Il circuito del Mugello

L’autodromo internazionale del Mugello si trova nel comune di Scarperia, un piccolo borgo dell’omonima valle, a circa 32 chilometri a nord di Firenze ed è di proprietà della Ferrari.

Il tracciato della pista misura 5.245 metri e, a detta di appassionati e addetti ai lavori, è uno dei più spettacolari di tutto il MotoGP. Ogni anno, ai primi di giugno, vi si tiene il Gran Premio motociclistico d’Italia.

Il circuito conta ben quindici curve e presenta il rettilineo più lungo di tutto il Moto mondiale che permette alle MotoGP di raggiungere altissime velocità. I lavori di costruzione del circuito iniziarono nel 1972 su un’area di 170 ettari, grazie all’iniziativa dell’Automobile Club di Firenze che aveva l’obiettivo di dare una sede più adeguata alle popolari competizioni motoristiche che si tenevano in zona. L’ing.

Gianfranco Agnoletto venne incaricato di progettare il nuovo tracciato e l’inaugurazione dell’impianto avvenne nel 1974. Nel 1988 il circuito venne acquistato dalla Ferrari e ben presto partirono i lavori di rifacimento dell’intera area motociclistica che venne così dotata di moderne infrastrutture pur senza modificare il tracciato originario della pista.

È da sottolineare come il circuito del Mugello non ha ospitato solamente gare di motociclismo in quanto, sin dal 1994, è stato designato come sede italiana delle competizioni di vetture turismo del Deutsche Tourenwagen Masters oltre a varie gare di automobilismo, quali Formula 2, Formula 3000, ITCC e Campionato FIA GT. Il Mugello è stato, infine, anche il luogo d’arrivo di tappa in due edizioni del Giro d’Italia, nel 1977 e nel 2007.

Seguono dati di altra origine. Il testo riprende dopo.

//! Aggregate city statistics. Rewritten once per tick by the growth system
//! and synchronously by player economic actions.
//!
//! Every field added after the first release carries a serde default so old
//! save records keep loading.

use serde::{Deserialize, Serialize};

use crate::catalog::{BudgetCategory, BuildingType};

#[derive(Debug, Clone, Copy, Default, PartialEq, Eq, Serialize, Deserialize)]
#[serde(rename_all = "lowercase")]
pub enum Weather {
    #[default]
    Sunny,
    Rainy,
    Snowy,
}

pub const SLIDER_MAX: u32 = 100;

fn full_slider() -> u32 {
    SLIDER_MAX
}

/// Seven per-category funding sliders, 0-100. A slider scales its category's
/// generation only; demand is never budget-scaled.
#[derive(Debug, Clone, Copy, PartialEq, Eq, Serialize, Deserialize)]
pub struct BudgetSliders {
    #[serde(default = "full_slider")]
    pub infrastructure: u32,
    #[serde(default = "full_slider")]
    pub power: u32,
    #[serde(default = "full_slider")]
    pub water: u32,
    #[serde(default = "full_slider")]
    pub education: u32,
    #[serde(default = "full_slider")]
    pub healthcare: u32,
    #[serde(default = "full_slider")]
    pub safety: u32,
    #[serde(default = "full_slider")]
    pub environment: u32,
}

impl Default for BudgetSliders {
    fn default() -> Self {
        Self {
            infrastructure: SLIDER_MAX,
            power: SLIDER_MAX,
            water: SLIDER_MAX,
            education: SLIDER_MAX,
            healthcare: SLIDER_MAX,
            safety: SLIDER_MAX,
            environment: SLIDER_MAX,
        }
    }
}

impl BudgetSliders {
    pub fn level(&self, category: BudgetCategory) -> u32 {
        match category {
            BudgetCategory::Infrastructure => self.infrastructure,
            BudgetCategory::Power => self.power,
            BudgetCategory::Water => self.water,
            BudgetCategory::Education => self.education,
            BudgetCategory::Healthcare => self.healthcare,
            BudgetCategory::Safety => self.safety,
            BudgetCategory::Environment => self.environment,
        }
    }

    pub fn set(&mut self, category: BudgetCategory, value: u32) {
        let value = value.min(SLIDER_MAX);
        match category {
            BudgetCategory::Infrastructure => self.infrastructure = value,
            BudgetCategory::Power => self.power = value,
            BudgetCategory::Water => self.water = value,
            BudgetCategory::Education => self.education = value,
            BudgetCategory::Healthcare => self.healthcare = value,
            BudgetCategory::Safety => self.safety = value,
            BudgetCategory::Environment => self.environment = value,
        }
    }

    /// Generation multiplier for a building: its category slider / 100,
    /// or 1.0 for buildings no slider funds.
    pub fn multiplier(&self, kind: BuildingType) -> f64 {
        match kind.budget_category() {
            Some(category) => f64::from(self.level(category)) / f64::from(SLIDER_MAX),
            None => 1.0,
        }
    }
}

fn default_happiness() -> u32 {
    100
}

fn default_coverage() -> u32 {
    100
}

#[derive(Debug, Clone, PartialEq, Serialize, Deserialize)]
#[serde(rename_all = "camelCase")]
pub struct CityStats {
    pub money: f64,
    pub population: u32,
    pub day: u64,
    #[serde(default = "default_happiness")]
    pub happiness: u32,
    #[serde(default)]
    pub pollution: u32,
    #[serde(default)]
    pub weather: Weather,
    #[serde(default)]
    pub power_supply: f64,
    #[serde(default)]
    pub power_demand: f64,
    #[serde(default)]
    pub water_supply: f64,
    #[serde(default)]
    pub water_demand: f64,
    #[serde(default = "default_coverage")]
    pub education_coverage: u32,
    #[serde(default = "default_coverage")]
    pub healthcare_coverage: u32,
    #[serde(default)]
    pub goods_supply: f64,
    #[serde(default)]
    pub goods_demand: f64,
    #[serde(default = "default_coverage")]
    pub safety_coverage: u32,
    #[serde(default)]
    pub traffic_congestion: u32,
    #[serde(default)]
    pub budget: BudgetSliders,
}

impl CityStats {
    pub fn new(starting_money: f64) -> Self {
        Self {
            money: starting_money,
            population: 0,
            day: 0,
            happiness: default_happiness(),
            pollution: 0,
            weather: Weather::default(),
            power_supply: 0.0,
            power_demand: 0.0,
            water_supply: 0.0,
            water_demand: 0.0,
            education_coverage: default_coverage(),
            healthcare_coverage: default_coverage(),
            goods_supply: 0.0,
            goods_demand: 0.0,
            safety_coverage: default_coverage(),
            traffic_congestion: 0,
            budget: BudgetSliders::default(),
        }
    }

    /// Clamp percent-valued fields carried in from an untrusted record.
    pub fn sanitize(&mut self) {
        self.happiness = self.happiness.min(100);
        self.pollution = self.pollution.min(100);
        self.education_coverage = self.education_coverage.min(100);
        self.healthcare_coverage = self.healthcare_coverage.min(100);
        self.safety_coverage = self.safety_coverage.min(100);
        self.traffic_congestion = self.traffic_congestion.min(100);
        self.budget.infrastructure = self.budget.infrastructure.min(SLIDER_MAX);
        self.budget.power = self.budget.power.min(SLIDER_MAX);
        self.budget.water = self.budget.water.min(SLIDER_MAX);
        self.budget.education = self.budget.education.min(SLIDER_MAX);
        self.budget.healthcare = self.budget.healthcare.min(SLIDER_MAX);
        self.budget.safety = self.budget.safety.min(SLIDER_MAX);
        self.budget.environment = self.budget.environment.min(SLIDER_MAX);
    }
}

La caratteristica tecnica più saliente di tutto il tracciato è il rettilineo in salita lungo oltre un chilometro su cui le MotoGP da 990 cm³ riescono a raggiungere una velocità di circa 340 km/h e dove il pilota Andrea Iannone, durante l’edizione 2016, ha toccato l’impressionante punta di 354,9 km/h. Altre note  importanti del circuito sono gli impegnativi cambi di pendenza e le curve, veloci e tecniche, come l’Arrabbiata 1 e l’Arrabbiata 2.

Vi sono poi alcuni tornanti molto caratteristici del Mugello che ogni pilota deve affrontare con attenzione e abilità. In primo luogo, la Casanova-Savelli, una chicane destra-sinistra in un tratto di discesa che, interpretata al meglio, consente di effettuare un giro molto veloce; in secondo luogo, la curva San Donato, la prima insidia del tracciato, dov’è fondamentale “staccare” il più tardi possibile in quanto ci si arriva in piena velocità e dove, in pochi secondi, si scende a circa 110 km/h con una decelerazione di 1,5 g; infine la Bucine, una curva in discesa che, se ben condotta all’ultimo giro, consente al pilota di avere grosse possibilità di successo.

Il Mugello è un circuito impegnativo, molto tecnico e veloce, che esalta le qualità del pilota e del mezzo. Non serve avere solo tanto motore nei tratti di rettilineo e in salita ma anche la ciclistica deve essere messa perfettamente a punto per la varietà di curve che un centauro si trova ad affrontare.

Un’ultima annotazione va fatta in merito all’evoluzione del tracciato. In ossequio al miglioramento degli standard di sicurezza e pur mantenendo inalterato l’originario tracciato del 1974, sono state modificate sia la biglietteria, realizzata a forma di casco nel 2007, e il manto dell’asfalto, rinnovato nel 2011. Sempre nello stesso, poi, è stata realizzata la nuova tribuna centrale coperta, con una capienza di 4.500 posti (800 dei quali sovrastanti le curve Biondetti) e con, alla sua sommità, circa 3.000 pannell.